▶ _Instructions for the task_: Lines from the beginning of the data through the line containing "let score = entry" are to be copied exactly, with no other line included.

Stored items
[Start of section]
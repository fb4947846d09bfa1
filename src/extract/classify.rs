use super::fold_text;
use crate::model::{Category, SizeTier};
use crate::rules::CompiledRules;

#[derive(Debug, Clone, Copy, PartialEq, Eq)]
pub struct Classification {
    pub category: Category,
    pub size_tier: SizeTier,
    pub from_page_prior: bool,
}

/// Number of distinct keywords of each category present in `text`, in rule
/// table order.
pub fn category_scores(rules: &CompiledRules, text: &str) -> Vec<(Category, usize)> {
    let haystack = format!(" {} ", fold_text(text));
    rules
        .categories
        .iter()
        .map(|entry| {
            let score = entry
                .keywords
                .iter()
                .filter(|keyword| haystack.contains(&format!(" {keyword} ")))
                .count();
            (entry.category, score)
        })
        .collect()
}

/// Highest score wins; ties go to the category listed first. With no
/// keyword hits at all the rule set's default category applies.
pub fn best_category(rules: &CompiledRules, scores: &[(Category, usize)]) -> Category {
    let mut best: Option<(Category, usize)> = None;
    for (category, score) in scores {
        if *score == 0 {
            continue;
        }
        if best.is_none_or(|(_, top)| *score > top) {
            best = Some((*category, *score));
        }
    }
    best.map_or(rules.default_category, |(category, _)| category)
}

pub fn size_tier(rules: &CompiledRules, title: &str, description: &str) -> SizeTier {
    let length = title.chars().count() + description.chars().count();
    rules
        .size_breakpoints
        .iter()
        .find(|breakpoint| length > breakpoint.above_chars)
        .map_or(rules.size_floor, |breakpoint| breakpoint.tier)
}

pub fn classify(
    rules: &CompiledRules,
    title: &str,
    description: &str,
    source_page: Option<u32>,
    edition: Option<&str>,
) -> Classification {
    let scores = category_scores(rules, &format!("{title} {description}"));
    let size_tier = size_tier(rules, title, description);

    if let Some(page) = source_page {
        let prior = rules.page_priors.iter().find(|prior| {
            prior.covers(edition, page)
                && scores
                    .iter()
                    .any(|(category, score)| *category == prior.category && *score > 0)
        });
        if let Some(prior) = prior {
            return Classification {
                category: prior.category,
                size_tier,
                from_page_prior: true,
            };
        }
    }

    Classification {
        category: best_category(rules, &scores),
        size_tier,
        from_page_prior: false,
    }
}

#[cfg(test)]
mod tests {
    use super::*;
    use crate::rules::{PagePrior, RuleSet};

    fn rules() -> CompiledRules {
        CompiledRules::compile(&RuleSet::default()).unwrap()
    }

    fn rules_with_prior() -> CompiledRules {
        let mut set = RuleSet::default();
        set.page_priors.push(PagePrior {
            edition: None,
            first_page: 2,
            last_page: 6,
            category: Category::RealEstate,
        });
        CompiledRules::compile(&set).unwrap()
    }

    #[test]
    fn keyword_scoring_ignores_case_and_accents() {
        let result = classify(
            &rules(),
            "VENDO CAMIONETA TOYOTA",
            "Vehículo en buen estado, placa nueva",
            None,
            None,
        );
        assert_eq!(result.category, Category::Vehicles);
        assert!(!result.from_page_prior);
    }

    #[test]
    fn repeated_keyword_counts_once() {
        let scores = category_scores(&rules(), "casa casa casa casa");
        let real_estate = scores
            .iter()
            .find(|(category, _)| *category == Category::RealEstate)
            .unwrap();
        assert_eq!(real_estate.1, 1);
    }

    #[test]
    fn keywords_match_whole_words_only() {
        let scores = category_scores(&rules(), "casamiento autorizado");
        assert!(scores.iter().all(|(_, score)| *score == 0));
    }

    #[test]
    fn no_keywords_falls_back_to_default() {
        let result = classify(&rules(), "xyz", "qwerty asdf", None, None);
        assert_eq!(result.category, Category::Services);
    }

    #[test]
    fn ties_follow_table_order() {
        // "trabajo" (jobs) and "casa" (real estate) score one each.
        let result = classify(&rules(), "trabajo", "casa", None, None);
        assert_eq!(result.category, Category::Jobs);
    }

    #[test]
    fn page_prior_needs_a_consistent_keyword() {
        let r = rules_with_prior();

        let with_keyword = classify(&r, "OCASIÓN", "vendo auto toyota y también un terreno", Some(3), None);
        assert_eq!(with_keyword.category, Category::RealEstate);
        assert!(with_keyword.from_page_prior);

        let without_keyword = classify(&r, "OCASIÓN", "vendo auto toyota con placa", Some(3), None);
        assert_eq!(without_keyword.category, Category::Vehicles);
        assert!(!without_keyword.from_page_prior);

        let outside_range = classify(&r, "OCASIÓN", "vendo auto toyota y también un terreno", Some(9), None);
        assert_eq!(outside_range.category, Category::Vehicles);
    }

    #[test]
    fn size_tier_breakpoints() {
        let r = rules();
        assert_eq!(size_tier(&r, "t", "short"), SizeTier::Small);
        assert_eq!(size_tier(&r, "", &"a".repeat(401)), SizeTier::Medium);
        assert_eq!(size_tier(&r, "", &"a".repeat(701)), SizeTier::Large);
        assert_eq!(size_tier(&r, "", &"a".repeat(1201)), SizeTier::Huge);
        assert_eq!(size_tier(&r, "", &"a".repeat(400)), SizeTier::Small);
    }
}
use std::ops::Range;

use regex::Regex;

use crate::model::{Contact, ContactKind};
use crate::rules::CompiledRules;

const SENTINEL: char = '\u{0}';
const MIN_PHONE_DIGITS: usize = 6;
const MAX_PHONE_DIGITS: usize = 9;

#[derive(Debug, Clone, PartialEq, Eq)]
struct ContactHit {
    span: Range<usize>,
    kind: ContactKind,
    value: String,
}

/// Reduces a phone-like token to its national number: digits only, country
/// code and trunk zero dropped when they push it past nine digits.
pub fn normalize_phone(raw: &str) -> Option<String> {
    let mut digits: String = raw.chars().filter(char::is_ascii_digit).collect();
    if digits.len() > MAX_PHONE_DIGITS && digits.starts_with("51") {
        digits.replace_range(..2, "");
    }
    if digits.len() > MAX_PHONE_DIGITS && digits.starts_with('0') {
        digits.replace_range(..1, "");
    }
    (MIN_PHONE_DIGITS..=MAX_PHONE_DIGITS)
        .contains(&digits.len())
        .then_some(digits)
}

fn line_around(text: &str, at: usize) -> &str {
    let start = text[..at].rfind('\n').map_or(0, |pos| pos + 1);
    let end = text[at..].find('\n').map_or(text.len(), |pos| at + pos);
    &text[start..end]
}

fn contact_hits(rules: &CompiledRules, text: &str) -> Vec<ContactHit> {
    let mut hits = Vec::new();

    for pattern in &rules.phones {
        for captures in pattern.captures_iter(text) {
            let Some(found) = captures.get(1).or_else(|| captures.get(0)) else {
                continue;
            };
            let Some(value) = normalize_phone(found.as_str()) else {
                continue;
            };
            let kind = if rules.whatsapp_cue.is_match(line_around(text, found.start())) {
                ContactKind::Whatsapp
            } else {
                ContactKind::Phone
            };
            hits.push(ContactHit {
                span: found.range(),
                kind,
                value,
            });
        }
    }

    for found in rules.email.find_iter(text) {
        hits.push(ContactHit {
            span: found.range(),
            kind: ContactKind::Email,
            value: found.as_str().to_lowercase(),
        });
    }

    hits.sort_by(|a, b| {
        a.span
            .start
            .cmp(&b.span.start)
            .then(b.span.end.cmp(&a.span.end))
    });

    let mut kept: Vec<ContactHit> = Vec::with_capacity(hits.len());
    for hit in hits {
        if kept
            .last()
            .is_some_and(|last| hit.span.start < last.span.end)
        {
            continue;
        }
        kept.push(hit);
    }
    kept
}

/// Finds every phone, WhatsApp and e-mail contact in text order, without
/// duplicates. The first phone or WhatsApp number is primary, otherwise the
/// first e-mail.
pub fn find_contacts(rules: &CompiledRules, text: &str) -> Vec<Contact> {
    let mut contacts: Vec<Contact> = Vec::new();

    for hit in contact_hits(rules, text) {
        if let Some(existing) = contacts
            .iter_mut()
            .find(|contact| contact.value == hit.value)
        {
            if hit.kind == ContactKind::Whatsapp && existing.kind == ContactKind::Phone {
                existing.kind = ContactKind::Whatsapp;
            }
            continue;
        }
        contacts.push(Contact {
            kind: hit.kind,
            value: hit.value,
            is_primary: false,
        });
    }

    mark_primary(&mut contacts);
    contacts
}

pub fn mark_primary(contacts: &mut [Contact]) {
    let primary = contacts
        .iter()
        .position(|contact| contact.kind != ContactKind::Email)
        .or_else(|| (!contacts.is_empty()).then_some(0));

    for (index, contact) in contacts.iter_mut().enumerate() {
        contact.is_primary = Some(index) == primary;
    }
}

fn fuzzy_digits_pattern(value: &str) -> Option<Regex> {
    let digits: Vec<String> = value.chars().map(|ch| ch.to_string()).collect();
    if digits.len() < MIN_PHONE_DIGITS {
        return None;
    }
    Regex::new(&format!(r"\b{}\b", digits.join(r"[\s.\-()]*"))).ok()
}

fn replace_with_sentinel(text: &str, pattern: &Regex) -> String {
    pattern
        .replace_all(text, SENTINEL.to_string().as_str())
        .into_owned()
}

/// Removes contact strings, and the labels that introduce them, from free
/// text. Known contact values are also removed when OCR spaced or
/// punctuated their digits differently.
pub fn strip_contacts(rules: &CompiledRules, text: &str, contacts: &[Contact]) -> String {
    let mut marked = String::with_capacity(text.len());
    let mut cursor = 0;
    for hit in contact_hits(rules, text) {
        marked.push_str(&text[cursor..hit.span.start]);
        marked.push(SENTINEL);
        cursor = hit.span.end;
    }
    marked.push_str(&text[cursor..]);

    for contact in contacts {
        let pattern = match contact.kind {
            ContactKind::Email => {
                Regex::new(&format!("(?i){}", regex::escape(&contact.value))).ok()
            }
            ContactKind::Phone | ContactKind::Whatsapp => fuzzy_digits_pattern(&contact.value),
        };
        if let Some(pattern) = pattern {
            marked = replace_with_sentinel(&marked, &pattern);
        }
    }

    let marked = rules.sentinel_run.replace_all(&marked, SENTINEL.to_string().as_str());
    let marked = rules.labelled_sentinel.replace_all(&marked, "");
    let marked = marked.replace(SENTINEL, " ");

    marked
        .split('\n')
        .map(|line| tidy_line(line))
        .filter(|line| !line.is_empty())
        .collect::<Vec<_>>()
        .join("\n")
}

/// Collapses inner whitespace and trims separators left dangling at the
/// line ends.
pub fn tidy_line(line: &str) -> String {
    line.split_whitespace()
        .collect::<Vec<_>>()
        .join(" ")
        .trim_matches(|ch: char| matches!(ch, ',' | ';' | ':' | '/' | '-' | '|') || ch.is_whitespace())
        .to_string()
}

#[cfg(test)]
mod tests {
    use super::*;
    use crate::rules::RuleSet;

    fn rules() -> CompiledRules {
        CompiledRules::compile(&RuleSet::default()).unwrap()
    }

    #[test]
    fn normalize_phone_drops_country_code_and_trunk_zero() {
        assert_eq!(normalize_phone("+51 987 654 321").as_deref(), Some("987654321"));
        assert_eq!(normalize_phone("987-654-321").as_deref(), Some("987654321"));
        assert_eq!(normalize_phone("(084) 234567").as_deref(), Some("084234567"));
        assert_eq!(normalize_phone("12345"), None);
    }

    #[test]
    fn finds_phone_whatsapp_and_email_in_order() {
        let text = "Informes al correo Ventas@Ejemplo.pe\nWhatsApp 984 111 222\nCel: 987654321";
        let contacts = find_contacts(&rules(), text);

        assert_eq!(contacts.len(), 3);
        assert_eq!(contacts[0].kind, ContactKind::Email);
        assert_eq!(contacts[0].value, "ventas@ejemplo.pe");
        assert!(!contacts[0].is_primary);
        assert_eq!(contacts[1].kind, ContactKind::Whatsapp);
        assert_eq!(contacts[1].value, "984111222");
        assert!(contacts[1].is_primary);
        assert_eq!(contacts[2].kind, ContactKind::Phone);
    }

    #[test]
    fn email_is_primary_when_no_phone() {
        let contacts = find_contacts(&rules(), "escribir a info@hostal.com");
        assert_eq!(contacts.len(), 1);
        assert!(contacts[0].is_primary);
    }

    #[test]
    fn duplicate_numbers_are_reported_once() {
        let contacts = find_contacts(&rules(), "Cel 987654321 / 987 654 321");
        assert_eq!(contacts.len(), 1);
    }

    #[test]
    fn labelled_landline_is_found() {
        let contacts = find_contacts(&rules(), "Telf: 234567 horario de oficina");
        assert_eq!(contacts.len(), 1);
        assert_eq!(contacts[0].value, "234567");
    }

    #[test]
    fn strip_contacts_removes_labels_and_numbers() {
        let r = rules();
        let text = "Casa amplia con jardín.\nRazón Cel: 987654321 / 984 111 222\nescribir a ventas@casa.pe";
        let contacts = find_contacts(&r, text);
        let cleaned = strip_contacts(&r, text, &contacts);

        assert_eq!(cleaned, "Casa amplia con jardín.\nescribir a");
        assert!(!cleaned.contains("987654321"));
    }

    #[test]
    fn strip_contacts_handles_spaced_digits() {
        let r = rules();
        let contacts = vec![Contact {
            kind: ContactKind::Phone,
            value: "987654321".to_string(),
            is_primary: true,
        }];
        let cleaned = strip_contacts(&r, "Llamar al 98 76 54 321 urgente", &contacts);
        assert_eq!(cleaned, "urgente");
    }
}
[End of section]
▶ _Result_:
repository fb4947846d09bfa1
filename src/extract/classify.rs
use super::fold_text;
use crate::model::{Category, SizeTier};
use crate::rules::CompiledRules;

#[derive(Debug, Clone, Copy, PartialEq, Eq)]
pub struct Classification {
    pub category: Category,
    pub size_tier: SizeTier,
    pub from_page_prior: bool,
}

/// Number of distinct keywords of each category present in `text`, in rule
/// table order.
pub fn category_scores(rules: &CompiledRules, text: &str) -> Vec<(Category, usize)> {
    let haystack = format!(" {} ", fold_text(text));
    rules
        .categories
        .iter()
        .map(|entry| {
            let score = entry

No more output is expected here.